Work item: Would you retype every entry that follows without altering a word?

(Stored data)
- Opening Delimiter -
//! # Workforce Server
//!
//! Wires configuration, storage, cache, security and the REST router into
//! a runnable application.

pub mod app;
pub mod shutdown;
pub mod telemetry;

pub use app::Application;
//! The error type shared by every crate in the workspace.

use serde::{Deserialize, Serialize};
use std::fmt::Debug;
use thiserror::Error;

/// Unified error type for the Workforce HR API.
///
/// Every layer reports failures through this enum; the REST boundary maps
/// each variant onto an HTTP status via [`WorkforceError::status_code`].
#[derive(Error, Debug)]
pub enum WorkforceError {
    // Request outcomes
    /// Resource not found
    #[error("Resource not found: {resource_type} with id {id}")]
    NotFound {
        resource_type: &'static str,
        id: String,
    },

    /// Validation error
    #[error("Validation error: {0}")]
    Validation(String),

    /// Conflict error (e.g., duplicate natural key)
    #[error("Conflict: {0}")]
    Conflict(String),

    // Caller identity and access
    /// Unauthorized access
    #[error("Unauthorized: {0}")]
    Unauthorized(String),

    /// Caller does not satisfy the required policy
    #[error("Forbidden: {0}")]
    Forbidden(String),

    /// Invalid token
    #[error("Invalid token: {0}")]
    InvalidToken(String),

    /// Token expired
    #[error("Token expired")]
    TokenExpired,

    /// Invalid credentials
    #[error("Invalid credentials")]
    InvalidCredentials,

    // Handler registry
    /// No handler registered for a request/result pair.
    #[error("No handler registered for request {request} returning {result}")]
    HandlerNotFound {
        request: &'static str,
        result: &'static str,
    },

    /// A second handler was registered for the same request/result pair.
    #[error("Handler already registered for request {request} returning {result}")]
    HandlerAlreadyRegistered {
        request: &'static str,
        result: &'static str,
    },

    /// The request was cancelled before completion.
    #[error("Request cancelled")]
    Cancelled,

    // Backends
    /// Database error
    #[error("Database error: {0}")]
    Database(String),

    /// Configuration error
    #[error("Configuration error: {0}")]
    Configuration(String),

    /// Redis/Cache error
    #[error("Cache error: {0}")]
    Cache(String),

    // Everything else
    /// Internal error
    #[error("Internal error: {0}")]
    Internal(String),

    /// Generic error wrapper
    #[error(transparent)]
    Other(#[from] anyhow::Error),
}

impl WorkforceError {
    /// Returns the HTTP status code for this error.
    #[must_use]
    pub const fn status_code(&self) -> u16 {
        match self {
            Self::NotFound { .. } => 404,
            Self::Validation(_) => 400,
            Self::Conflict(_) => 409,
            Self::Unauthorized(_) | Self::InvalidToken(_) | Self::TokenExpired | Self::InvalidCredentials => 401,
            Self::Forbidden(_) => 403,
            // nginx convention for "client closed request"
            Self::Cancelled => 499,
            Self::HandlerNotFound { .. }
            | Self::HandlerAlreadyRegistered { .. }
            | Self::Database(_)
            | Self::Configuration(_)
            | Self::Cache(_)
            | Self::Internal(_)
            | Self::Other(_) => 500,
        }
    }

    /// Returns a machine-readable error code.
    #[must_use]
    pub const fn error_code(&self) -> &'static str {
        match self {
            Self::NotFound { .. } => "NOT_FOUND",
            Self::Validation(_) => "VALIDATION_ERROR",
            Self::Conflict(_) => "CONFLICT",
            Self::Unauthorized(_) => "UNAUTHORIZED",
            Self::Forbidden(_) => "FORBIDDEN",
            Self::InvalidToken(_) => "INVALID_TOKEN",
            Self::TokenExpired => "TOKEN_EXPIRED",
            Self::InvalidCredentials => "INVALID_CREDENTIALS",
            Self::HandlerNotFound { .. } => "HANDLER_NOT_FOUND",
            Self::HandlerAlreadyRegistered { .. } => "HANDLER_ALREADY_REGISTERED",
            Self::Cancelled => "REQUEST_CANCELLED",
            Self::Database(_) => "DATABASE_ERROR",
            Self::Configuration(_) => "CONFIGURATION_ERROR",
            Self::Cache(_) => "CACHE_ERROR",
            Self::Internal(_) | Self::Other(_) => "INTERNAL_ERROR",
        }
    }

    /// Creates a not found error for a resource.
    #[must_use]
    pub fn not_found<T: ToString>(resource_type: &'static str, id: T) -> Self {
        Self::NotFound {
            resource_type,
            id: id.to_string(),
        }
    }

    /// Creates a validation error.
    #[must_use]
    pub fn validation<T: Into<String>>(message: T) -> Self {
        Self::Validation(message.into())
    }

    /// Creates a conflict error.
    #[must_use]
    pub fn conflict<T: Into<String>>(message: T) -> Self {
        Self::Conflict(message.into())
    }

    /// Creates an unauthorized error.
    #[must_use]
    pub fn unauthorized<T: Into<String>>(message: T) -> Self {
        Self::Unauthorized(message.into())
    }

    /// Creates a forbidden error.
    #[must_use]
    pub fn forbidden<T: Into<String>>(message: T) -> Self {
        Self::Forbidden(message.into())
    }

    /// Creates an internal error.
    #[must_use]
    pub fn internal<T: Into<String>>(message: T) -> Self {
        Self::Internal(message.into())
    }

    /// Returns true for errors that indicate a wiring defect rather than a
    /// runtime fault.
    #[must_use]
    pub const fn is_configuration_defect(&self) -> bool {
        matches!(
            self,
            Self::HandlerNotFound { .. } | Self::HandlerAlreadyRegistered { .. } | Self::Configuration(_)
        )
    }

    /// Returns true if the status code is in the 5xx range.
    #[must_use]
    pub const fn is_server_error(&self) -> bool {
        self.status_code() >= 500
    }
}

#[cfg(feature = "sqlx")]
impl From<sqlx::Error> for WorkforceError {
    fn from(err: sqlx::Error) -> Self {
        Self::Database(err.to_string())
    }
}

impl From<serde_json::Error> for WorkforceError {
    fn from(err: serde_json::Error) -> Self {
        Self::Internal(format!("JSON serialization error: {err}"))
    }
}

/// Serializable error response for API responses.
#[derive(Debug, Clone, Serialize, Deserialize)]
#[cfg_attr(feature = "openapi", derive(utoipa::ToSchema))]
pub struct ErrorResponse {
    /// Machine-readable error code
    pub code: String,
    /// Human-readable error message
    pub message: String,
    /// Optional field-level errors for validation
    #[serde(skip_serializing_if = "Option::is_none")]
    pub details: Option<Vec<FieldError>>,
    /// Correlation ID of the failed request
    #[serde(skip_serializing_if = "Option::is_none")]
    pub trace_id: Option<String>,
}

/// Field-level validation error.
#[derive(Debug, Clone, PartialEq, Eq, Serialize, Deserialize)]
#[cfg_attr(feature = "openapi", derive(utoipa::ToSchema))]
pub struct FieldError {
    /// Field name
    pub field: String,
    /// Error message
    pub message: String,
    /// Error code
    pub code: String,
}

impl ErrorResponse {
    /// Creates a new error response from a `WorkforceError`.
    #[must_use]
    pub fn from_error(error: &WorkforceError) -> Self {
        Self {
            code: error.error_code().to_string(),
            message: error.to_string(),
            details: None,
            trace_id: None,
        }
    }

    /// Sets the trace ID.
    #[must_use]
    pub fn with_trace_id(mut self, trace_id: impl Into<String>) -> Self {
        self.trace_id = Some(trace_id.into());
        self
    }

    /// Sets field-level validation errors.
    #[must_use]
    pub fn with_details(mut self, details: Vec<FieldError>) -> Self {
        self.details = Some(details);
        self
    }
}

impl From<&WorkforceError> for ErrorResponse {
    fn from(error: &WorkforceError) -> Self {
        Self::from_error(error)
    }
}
- Closing Delimiter -
Written answer:
//! # Workforce Server
//!
//! Wires configuration, storage, cache, security and the REST router into
//! a runnable application.

pub mod app;
pub mod shutdown;
pub mod telemetry;

pub use app::Application;
//! The error type shared by every crate in the workspace.

use serde::{Deserialize, Serialize};
use std::fmt::Debug;
use thiserror::Error;

/// Unified error type for the Workforce HR API.
///
/// Every layer reports failures through this enum; the REST boundary maps
/// each variant onto an HTTP status via [`WorkforceError::status_code`].
#[derive(Error, Debug)]
pub enum WorkforceError {
    // Request outcomes
    /// Resource not found
    #[error("Resource not found: {resource_type} with id {id}")]
    NotFound {
        resource_type: &'static str,
        id: String,
    },

    /// Validation error
    #[error("Validation error: {0}")]
    Validation(String),

    /// Conflict error (e.g., duplicate natural key)
    #[error("Conflict: {0}")]
    Conflict(String),

    // Caller identity and access
    /// Unauthorized access
    #[error("Unauthorized: {0}")]
    Unauthorized(String),

    /// Caller does not satisfy the required policy
    #[error("Forbidden: {0}")]
    Forbidden(String),

    /// Invalid token
    #[error("Invalid token: {0}")]
    InvalidToken(String),

    /// Token expired
    #[error("Token expired")]
    TokenExpired,

    /// Invalid credentials
    #[error("Invalid credentials")]
    InvalidCredentials,

    // Handler registry
    /// No handler registered for a request/result pair.
    #[error("No handler registered for request {request} returning {result}")]
    HandlerNotFound {
        request: &'static str,
        result: &'static str,
    },

    /// A second handler was registered for the same request/result pair.
    #[error("Handler already registered for request {request} returning {result}")]
    HandlerAlreadyRegistered {
        request: &'static str,
        result: &'static str,
    },

    /// The request was cancelled before completion.
    #[error("Request cancelled")]
    Cancelled,

    // Backends
    /// Database error
    #[error("Database error: {0}")]
    Database(String),

    /// Configuration error
    #[error("Configuration error: {0}")]
    Configuration(String),

    /// Redis/Cache error
    #[error("Cache error: {0}")]
    Cache(String),

    // Everything else
    /// Internal error
    #[error("Internal error: {0}")]
    Internal(String),

    /// Generic error wrapper
    #[error(transparent)]
    Other(#[from] anyhow::Error),
}

impl WorkforceError {
    /// Returns the HTTP status code for this error.
    #[must_use]
    pub const fn status_code(&self) -> u16 {
        match self {
            Self::NotFound { .. } => 404,
            Self::Validation(_) => 400,
            Self::Conflict(_) => 409,
            Self::Unauthorized(_) | Self::InvalidToken(_) | Self::TokenExpired | Self::InvalidCredentials => 401,
            Self::Forbidden(_) => 403,
            // nginx convention for "client closed request"
            Self::Cancelled => 499,
            Self::HandlerNotFound { .. }
            | Self::HandlerAlreadyRegistered { .. }
            | Self::Database(_)
            | Self::Configuration(_)
            | Self::Cache(_)
            | Self::Internal(_)
            | Self::Other(_) => 500,
        }
    }

    /// Returns a machine-readable error code.
    #[must_use]
    pub const fn error_code(&self) -> &'static str {
        match self {
            Self::NotFound { .. } => "NOT_FOUND",
            Self::Validation(_) => "VALIDATION_ERROR",
            Self::Conflict(_) => "CONFLICT",
            Self::Unauthorized(_) => "UNAUTHORIZED",
            Self::Forbidden(_) => "FORBIDDEN",
            Self::InvalidToken(_) => "INVALID_TOKEN",
            Self::TokenExpired => "TOKEN_EXPIRED",
            Self::InvalidCredentials => "INVALID_CREDENTIALS",
            Self::HandlerNotFound { .. } => "HANDLER_NOT_FOUND",
            Self::HandlerAlreadyRegistered { .. } => "HANDLER_ALREADY_REGISTERED",
            Self::Cancelled => "REQUEST_CANCELLED",
            Self::Database(_) => "DATABASE_ERROR",
            Self::Configuration(_) => "CONFIGURATION_ERROR",
            Self::Cache(_) => "CACHE_ERROR",
            Self::Internal(_) | Self::Other(_) => "INTERNAL_ERROR",
        }
    }

    /// Creates a not found error for a resource.
    #[must_use]
    pub fn not_found<T: ToString>(resource_type: &'static str, id: T) -> Self {
        Self::NotFound {
            resource_type,
            id: id.to_string(),
        }
    }

    /// Creates a validation error.
    #[must_use]
    pub fn validation<T: Into<String>>(message: T) -> Self {
        Self::Validation(message.into())
    }

    /// Creates a conflict error.
    #[must_use]
    pub fn conflict<T: Into<String>>(message: T) -> Self {
        Self::Conflict(message.into())
    }

    /// Creates an unauthorized error.
    #[must_use]
    pub fn unauthorized<T: Into<String>>(message: T) -> Self {
        Self::Unauthorized(message.into())
    }

    /// Creates a forbidden error.
    #[must_use]
    pub fn forbidden<T: Into<String>>(message: T) -> Self {
        Self::Forbidden(message.into())
    }

    /// Creates an internal error.
    #[must_use]
    pub fn internal<T: Into<String>>(message: T) -> Self {
        Self::Internal(message.into())
    }

    /// Returns true for errors that indicate a wiring defect rather than a
    /// runtime fault.
    #[must_use]
    pub const fn is_configuration_defect(&self) -> bool {
        matches!(
            self,
            Self::HandlerNotFound { .. } | Self::HandlerAlreadyRegistered { .. } | Self::Configuration(_)
        )
    }

    /// Returns true if the status code is in the 5xx range.
    #[must_use]
    pub const fn is_server_error(&self) -> bool {
        self.status_code() >= 500
    }
}

#[cfg(feature = "sqlx")]
impl From<sqlx::Error> for WorkforceError {
    fn from(err: sqlx::Error) -> Self {
        Self::Database(err.to_string())
    }
}

impl From<serde_json::Error> for WorkforceError {
    fn from(err: serde_json::Error) -> Self {
        Self::Internal(format!("JSON serialization error: {err}"))
    }
}

/// Serializable error response for API responses.
#[derive(Debug, Clone, Serialize, Deserialize)]
#[cfg_attr(feature = "openapi", derive(utoipa::ToSchema))]
pub struct ErrorResponse {
    /// Machine-readable error code
    pub code: String,
    /// Human-readable error message
    pub message: String,
    /// Optional field-level errors for validation
    #[serde(skip_serializing_if = "Option::is_none")]
    pub details: Option<Vec<FieldError>>,
    /// Correlation ID of the failed request
    #[serde(skip_serializing_if = "Option::is_none")]
    pub trace_id: Option<String>,
}

/// Field-level validation error.
#[derive(Debug, Clone, PartialEq, Eq, Serialize, Deserialize)]
#[cfg_attr(feature = "openapi", derive(utoipa::ToSchema))]
pub struct FieldError {
    /// Field name
    pub field: String,
    /// Error message
    pub message: String,
    /// Error code
    pub code: String,
}

impl ErrorResponse {
    /// Creates a new error response from a `WorkforceError`.
    #[must_use]
    pub fn from_error(error: &WorkforceError) -> Self {
        Self {
            code: error.error_code().to_string(),
            message: error.to_string(),
            details: None,
            trace_id: None,
        }
    }

    /// Sets the trace ID.
    #[must_use]
    pub fn with_trace_id(mut self, trace_id: impl Into<String>) -> Self {
        self.trace_id = Some(trace_id.into());
        self
    }

    /// Sets field-level validation errors.
    #[must_use]
    pub fn with_details(mut self, details: Vec<FieldError>) -> Self {
        self.details = Some(details);
        self
    }
}

impl From<&WorkforceError> for ErrorResponse {
    fn from(error: &WorkforceError) -> Self {
        Self::from_error(error)
    }
}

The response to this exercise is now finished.